Lana fondly recalled nights, after dinner, spent dancing and listening to records with her parents. In later years, she credited her love for music and dance to those evenings. Her father was also a terrific card player–a skill that came in handy to support his family through rough times. However, after a big win at a card came one night, he was robbed and murdered. John had bragged about using his monetary winnings to buy his daughter the tricycle for which she had begged him. Lana was heartbroken. John’s murder was never solved.

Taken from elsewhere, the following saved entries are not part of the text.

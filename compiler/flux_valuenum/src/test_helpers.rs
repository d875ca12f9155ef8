//! Shorthand for value-numbering tests.

use flux_ir::{Block, Instruction, OptFlags, Program, Statement};

use crate::{number_values, VnStats};

/// Number values in function `idx`, panicking on internal errors.
pub(crate) fn number(program: &mut Program, idx: usize, flags: OptFlags) -> VnStats {
    number_values(
        &mut program.functions[idx],
        &program.vars,
        &program.sigs,
        &program.globals,
        &program.names,
        flags,
    )
    .unwrap_or_else(|e| panic!("value numbering failed: {e}"))
}

/// The `i`th statement of `block`, which must be an instruction.
pub(crate) fn instr(block: &Block, i: usize) -> &Instruction {
    match block.statements.get(i) {
        Some(Statement::Instr(instr)) => instr,
        other => panic!("statement {i} of {:?} is not an instruction: {other:?}", block.id),
    }
}

/// The blocks of the `i`th statement of `block`, which must be a continuation.
pub(crate) fn cont_blocks(block: &Block, i: usize) -> Vec<&Block> {
    match block.statements.get(i) {
        Some(Statement::Cont(cont)) => cont.blocks(),
        other => panic!("statement {i} of {:?} is not a continuation: {other:?}", block.id),
    }
}
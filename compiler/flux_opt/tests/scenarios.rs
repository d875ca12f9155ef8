//! End-to-end scenarios through the full pipeline.

#![allow(clippy::unwrap_used, reason = "Tests can panic")]

use flux_ir::{
    Arg, Block, BuiltinOp, Continuation, Function, FunctionBuilder, HoldCounts, Instruction,
    OptFlags, PrimType, Program, RcKind, Statement, Type, VarId,
};
use flux_opt::{optimize, OptReport};
use flux_refcount::check_balance;
use pretty_assertions::assert_eq;

// -- Helpers --

fn run(program: &mut Program, flags: OptFlags) -> OptReport {
    optimize(program, flags).unwrap_or_else(|e| panic!("optimize failed: {e}"))
}

fn assert_balanced(program: &Program) {
    for n in [0, 1, 3] {
        if let Err(e) = check_balance(&program.functions[0], &program.vars, n) {
            panic!("unbalanced with {n} unknown iterations: {e}");
        }
    }
}

fn refcount_on(instr: &Instruction, var: VarId) -> Option<(RcKind, i64)> {
    match instr {
        Instruction::RefCount { var: v, kind, amount } if *v == var => Some((*kind, *amount)),
        _ => None,
    }
}

fn stmt_refcounts(block: &Block, var: VarId) -> Vec<(RcKind, i64)> {
    block
        .instructions()
        .filter_map(|i| refcount_on(i, var))
        .collect()
}

fn cleanup_refcounts(block: &Block, var: VarId) -> Vec<(RcKind, i64)> {
    block
        .cleanups
        .iter()
        .filter_map(|i| refcount_on(i, var))
        .collect()
}

fn count_refcount_ops(func: &Function, var: VarId) -> usize {
    let mut n = 0;
    func.body.walk(&mut |b| {
        n += b
            .instructions()
            .chain(b.cleanups.iter())
            .filter(|i| refcount_on(i, var).is_some())
            .count();
    });
    n
}

fn first_cont(block: &Block) -> &Continuation {
    block
        .statements
        .iter()
        .find_map(|s| match s {
            Statement::Cont(c) => Some(c),
            Statement::Instr(_) => None,
        })
        .unwrap()
}

// -- Scenarios --

/// A future nobody touches costs nothing at all.
#[test]
fn unused_future_is_free() {
    let mut program = Program::default();
    let mut f = FunctionBuilder::new(&mut program, "main");
    let x = f.future("x");
    f.finish();

    let report = run(&mut program, OptFlags::all());

    let func = &program.functions[0];
    assert_eq!(func.body.variables[0].init, HoldCounts::ZERO);
    assert_eq!(count_refcount_ops(func, x), 0);
    assert_eq!(report.emitted(), 0);
    assert_balanced(&program);
}

/// Ten spawned iterations each reading `x` are paid for in one increment
/// before the loop, and each iteration's read releases its own hold.
#[test]
fn known_loop_batches_reads() {
    let mut program = Program::default();
    let mut f = FunctionBuilder::new(&mut program, "main");
    let x = f.input("x", Type::Future(PrimType::Int));
    f.range_loop(Arg::int(1), Arg::int(10), Arg::int(1), true, |f, _| {
        let v = f.value("v", PrimType::Int);
        f.retrieve(v, x);
    });
    f.finish();

    run(&mut program, OptFlags::PIGGYBACK | OptFlags::BATCH);

    let func = &program.functions[0];
    assert_eq!(stmt_refcounts(&func.body, x), vec![(RcKind::Read, 10)]);
    let Continuation::RangeLoop { rc, block, .. } = first_cont(&func.body) else {
        panic!("expected a range loop");
    };
    assert!(rc.is_empty());
    assert_eq!(stmt_refcounts(block, x), vec![]);
    assert_balanced(&program);
}

/// Both arms read `x` asynchronously, so the parent takes the hold once.
#[test]
fn exhaustive_branch_hoists_shared_read() {
    let mut program = Program::default();
    let mut f = FunctionBuilder::new(&mut program, "main");
    let c = f.input("c", Type::Value(PrimType::Bool));
    let x = f.future("x");
    let arm = |f: &mut FunctionBuilder<'_>| {
        let t = f.future("t");
        f.async_op(BuiltinOp::PlusInt, t, vec![x.into(), Arg::int(1)]);
    };
    f.if_else(c, arm, arm);
    f.finish();

    run(&mut program, OptFlags::HOIST);

    let func = &program.functions[0];
    assert_eq!(stmt_refcounts(&func.body, x), vec![(RcKind::Read, 1)]);
    let Continuation::If {
        then_block,
        else_block,
        ..
    } = first_cont(&func.body)
    else {
        panic!("expected a branch");
    };
    assert_eq!(stmt_refcounts(then_block, x), vec![]);
    assert_eq!(stmt_refcounts(else_block, x), vec![]);
    assert_balanced(&program);
}

/// Both arms load `y` with a write hold that must be released; the parent
/// releases it once after the branch.
#[test]
fn exhaustive_branch_hoists_shared_release() {
    let mut program = Program::default();
    let mut f = FunctionBuilder::new(&mut program, "main");
    let c = f.input("c", Type::Value(PrimType::Bool));
    let r = f.input("r", Type::Ref(Box::new(Type::Future(PrimType::Int))));
    let y = f.alias("y", Type::Future(PrimType::Int));
    let load = |f: &mut FunctionBuilder<'_>| f.load_ref(y, r, HoldCounts { read: 0, write: 1 });
    f.if_else(c, load, load);
    f.finish();

    run(&mut program, OptFlags::HOIST);

    let func = &program.functions[0];
    assert_eq!(cleanup_refcounts(&func.body, y), vec![(RcKind::Write, -1)]);
    assert_eq!(count_refcount_ops(func, y), 1);
    let Continuation::If {
        then_block,
        else_block,
        ..
    } = first_cont(&func.body)
    else {
        panic!("expected a branch");
    };
    assert_eq!(stmt_refcounts(then_block, y), vec![]);
    assert_eq!(cleanup_refcounts(then_block, y), vec![]);
    assert_eq!(cleanup_refcounts(else_block, y), vec![]);
    assert_balanced(&program);
}

/// `(x + 5) - 5` is `x`: the subtraction becomes a copy of `x`, and
/// placement then pays for that copy instead of the arithmetic.
#[test]
fn offsets_cancel_before_placement() {
    let mut program = Program::default();
    let mut f = FunctionBuilder::new(&mut program, "main");
    let x = f.input("x", Type::Future(PrimType::Int));
    let y = f.future("y");
    let z = f.future("z");
    f.async_op(BuiltinOp::PlusInt, y, vec![x.into(), Arg::int(5)]);
    f.async_op(BuiltinOp::MinusInt, z, vec![y.into(), Arg::int(5)]);
    f.finish();

    let report = run(&mut program, OptFlags::VALUE_NUMBERING);

    let func = &program.functions[0];
    let writes_z = func
        .body
        .instructions()
        .find(|i| !matches!(i, Instruction::RefCount { .. }) && i.outputs().contains(&z))
        .unwrap();
    assert_eq!(writes_z, &Instruction::Copy { dst: z, src: x });
    let stats = report.functions[0].value_numbering.unwrap();
    assert_eq!(stats.eliminated, 1);
    assert_balanced(&program);
}

/// With every knob off the pipeline only places refcounts.
#[test]
fn no_knobs_skips_value_numbering() {
    let mut program = Program::default();
    let mut f = FunctionBuilder::new(&mut program, "main");
    let x = f.input("x", Type::Future(PrimType::Int));
    let y = f.future("y");
    f.async_op(BuiltinOp::PlusInt, y, vec![x.into(), Arg::int(0)]);
    f.finish();

    let report = run(&mut program, OptFlags::empty());

    assert_eq!(report.functions[0].value_numbering, None);
    assert!(program.functions[0]
        .body
        .instructions()
        .any(|i| matches!(i, Instruction::Builtin { dst, .. } if *dst == y)));
    assert_balanced(&program);
}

In addition to enjoying music and dance, Lana loved going to the movies. Every weekday, she would save a nickel of her lunch money to put toward the twenty-five cent Saturday matinee. Her appreciation for the elaborate costumes of actresses Kay Frances and Norma Shearer carried over into her own career, and earned her a reputation of wearing some of the most beautiful costumes in film history. In fact, if she had not pursued an acting career, Lana always said she would have become a fashion designer.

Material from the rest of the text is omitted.